Un tavolo per Brose. C’è un battito sempre più debole nel già flebile tracciato dell’indotto lucano di Stellantis: si tratta di Brose Automotive, un caso «anomalo», come spiega il segretario di Uilm Basilicata Marco Lomio, «perché il problema qui non è legato ad un’assegnazione di commesse, ma ad una tecnologia che non c’è più».

Stellantis ha abbandonato non solo a Melfi ma ovunque la tecnologia del “modulo porta”, l’unica lavorazione prevista nella fabbrica lucana che, quindi, si è trovata fuori dal perimetro produttivo tracciato dal piano Italia del Gruppo. Una situazione che mette a rischio il futuro di 80 lavoratori e per la quale Uilm ha chiesto ieri un tavolo specifico che coinvolga direttamente Stellantis, in qualità di attore principale del sistema industriale locale, il Ministero delle Imprese e del Made in Italy, la Regione e tutte le istituzioni competenti.

«L’obiettivo – per Uilm – deve essere l’avvio di un serio processo di reindustrializzazione del sito Brose di Melfi, capace di garantire prospettive concrete e durature per le circa 80 famiglie coinvolte.
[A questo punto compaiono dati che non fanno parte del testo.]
//! Application configuration schemas.
//!
//! All configuration structs are deserialized from TOML files via the
//! `config` crate. Each sub-module represents a logical configuration
//! section.

pub mod database;
pub mod logging;
pub mod storage;
pub mod versioning;

use serde::{Deserialize, Serialize};

pub use self::database::DatabaseConfig;
pub use self::logging::LoggingConfig;
pub use self::storage::StorageConfig;
pub use self::versioning::VersioningConfig;

use crate::error::AppError;

/// Prefix for environment variable overrides (`FILEVAULT__STORAGE__ROOT_PATH`).
const ENV_PREFIX: &str = "FILEVAULT";

/// Root application configuration.
#[derive(Debug, Clone, Default, Serialize, Deserialize)]
pub struct AppConfig {
    /// Ledger backend and connection settings.
    #[serde(default)]
    pub database: DatabaseConfig,
    /// Blob storage settings.
    #[serde(default)]
    pub storage: StorageConfig,
    /// Upload versioning settings.
    #[serde(default)]
    pub versioning: VersioningConfig,
    /// Logging settings.
    #[serde(default)]
    pub logging: LoggingConfig,
}

impl AppConfig {
    /// Load configuration from a TOML file.
    ///
    /// Merges the given file with an optional `config/{env}` overlay (env
    /// taken from `FILEVAULT_ENV`) and environment variables prefixed with
    /// `FILEVAULT__`.
    pub fn load(path: &str) -> Result<Self, AppError> {
        let env = std::env::var("FILEVAULT_ENV").ok();
        Self::load_with_env(path, env.as_deref())
    }

    /// Load configuration with an explicit environment overlay name.
    pub fn load_with_env(path: &str, env: Option<&str>) -> Result<Self, AppError> {
        let mut builder = config::Config::builder()
            .add_source(config::File::with_name(path).required(false));

        if let Some(env) = env {
            builder = builder
                .add_source(config::File::with_name(&format!("config/{env}")).required(false));
        }

        let config = builder
            .add_source(
                config::Environment::with_prefix(ENV_PREFIX)
                    .prefix_separator("__")
                    .separator("__")
                    .try_parsing(true),
            )
            .build()
            .map_err(|e| AppError::configuration(format!("Failed to build config: {e}")))?;

        config
            .try_deserialize()
            .map_err(|e| AppError::configuration(format!("Failed to deserialize config: {e}")))
    }

    /// Parse configuration from an in-memory TOML document.
    pub fn from_toml_str(toml: &str) -> Result<Self, AppError> {
        config::Config::builder()
            .add_source(config::File::from_str(toml, config::FileFormat::Toml))
            .build()?
            .try_deserialize()
            .map_err(|e| AppError::configuration(format!("Failed to deserialize config: {e}")))
    }
}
Non possiamo permettere che una realtà produttiva che ha già conosciuto momenti difficili dieci anni fa – e che fu allora rilanciata anche grazie all’impegno di tutte le parti sociali in occasione dell’avvio del progetto Renegade – venga oggi abbandonata al proprio destino. Serve responsabilità, visione e rapidità. Nessuno deve essere lasciato indietro».
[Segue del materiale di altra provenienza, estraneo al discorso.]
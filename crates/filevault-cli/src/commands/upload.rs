//! File upload CLI command.

use std::path::PathBuf;

use bytes::Bytes;
use clap::Args;

use crate::output::{self, OutputFormat, VersionRow};
use filevault_core::error::{AppError, ErrorKind};
use filevault_service::RequestContext;

use super::Vault;

/// Arguments for the upload command
#[derive(Debug, Args)]
pub struct UploadArgs {
    /// Path to the file to upload
    pub file: PathBuf,

    /// Store under this name instead of the local file name
    #[arg(short, long)]
    pub name: Option<String>,
}

/// Execute the upload command
pub async fn execute(
    args: &UploadArgs,
    vault: &Vault,
    ctx: &RequestContext,
    format: OutputFormat,
) -> Result<(), AppError> {
    let file_name = match &args.name {
        Some(name) => name.clone(),
        None => args
            .file
            .file_name()
            .and_then(|n| n.to_str())
            .map(str::to_string)
            .ok_or_else(|| {
                AppError::validation(format!(
                    "Cannot derive a file name from {}",
                    args.file.display()
                ))
            })?,
    };

    let content = tokio::fs::read(&args.file).await.map_err(|e| {
        AppError::with_source(
            ErrorKind::Validation,
            format!("Failed to read {}", args.file.display()),
            e,
        )
    })?;

    let version = vault
        .uploads
        .upload(ctx, &file_name, Bytes::from(content))
        .await?;

    output::print_success(&format!(
        "Stored '{file_name}' as version {}",
        version.version_number
    ));
    output::print_list(&[VersionRow::from(&version)], format);
    Ok(())
}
Lomio spiega inoltre che nelle ultime settimane «abbiamo lavorato per esplorare ogni possibile opportunità che potesse garantire continuità produttiva e occupazionale per il sito: nuove commesse, processi alternativi, integrazioni nella filiera locale. Tuttavia, ad oggi, la situazione si presenta estremamente complessa. Questa è un’azienda che deve andare verso la riconversione».

L’ESEMPIO EX MUBEA

L’idea di base sarebbe di seguire il tracciato dalla riconversione dell’ex Mubea, azienda dell’indotto che produceva molle per gli ammortizzatori montati su modelli realizzati a Melfi e che adesso cambierà pelle. L’accordo con il nuovo proprietario prevede un anno di cassa integrazione straordinaria per ristrutturazione, passato questo periodo i lavoratori, circa 42, «troveranno la riconversione effettuata e produrranno pergole in alluminio». Ma non è facile.

Come difficile resta la situazione generale dell’indotto lucano, diviso in una terra di mezzo tra fornitori di primo livello e l’indotto di servizio, come la logistica (2500 lavoratori nel primo caso, circa 500 nel secondo). Tra i casi più importanti del primo ambito c’è quello che riguarda la Pmc, che produce componenti per carrozzerie, come la porta ed il longherone. «In questo caso c’è un problema di commesse – spiega Lomio – perché Stellantis sulla ferro-lastratura ha deciso di internalizzare al massimo le lavorazioni. Pmc al momento non ha commesse per le nuove vetture».

Per di più, gli ammortizzatori in questa azienda sono in scadenza a breve, il 30 ottobre. «In generale quello degli ammortizzatori non è un grande problema, in Basilicata, essendo il territorio riconosciuto come area di crisi complessa: questo vuol dire che ogni anno il governo stanzia fondi per gli ammortizzatori in deroga. Il problema, in generale, è però più grave: se una azienda sa di non avere prospettive, perché dovrebbe attivarli? Ecco perché noi chiediamo da tempo responsabilità sociale a Stellantis, affinché si faccia carico anche di queste piccole aziende».

BROSE IN CRISI STRUTTURALE, IL CASO MARELLI

Poi c’è il caso Marelli, la prima azienda a Melfi a fare un sostanzioso investimento di 14 milioni di euro tutto sull’elettrico. «Adesso succede che Stellantis sta cambiando il suo piano industriale, sta andando sull’ibrido o sul My Hybrid. E Marelli, con lo stabilimento con l’investimento grande, ha le commesse solo sull’elettrico. È un paradosso: in pratica è sovradimensionata». La sfida dei prossimi mesi, in questo senso, sarà portare il Gruppo ad affidarle anche commesse sull’ibrido. Non tutti i problemi sono uguali, nell’indotto Stellantis. Alla Lear, per esempio, seconda azienda in termini di grandezza presente a San Nicola di Melfi, dove si realizzano sedili per le vetture del Gruppo, il problema riguarda principalmente la richiesta di garanzie occupazionali e la stabilizzazione dei lavoratori precari.

«Nel 2015 sono stati assunti circa 200 lavoratori in staff leasing mai stabilizzati, e oggi l’azienda si trova con una forza lavoro molto ampia». Di fatto è quasi completo il ricorso agli ammortizzatori tra i 3000 addetti dell’indotto composto da 8 aziende della logistica e 17 (secondo le stime Uilm) della produzione. Problemi di cui si è parlato anche nell’attivo Uilm dei delegati sindacali dell’impianto lucano, che si è tenuto il 28 agosto. Domani, invece, sarà la volta dell’attivo Fim Cisl, presso la sala della Fim Cisl di San Nicola di Melfi. Saranno presenti le Rsa di Stellantis e le Rsu dell’indotto.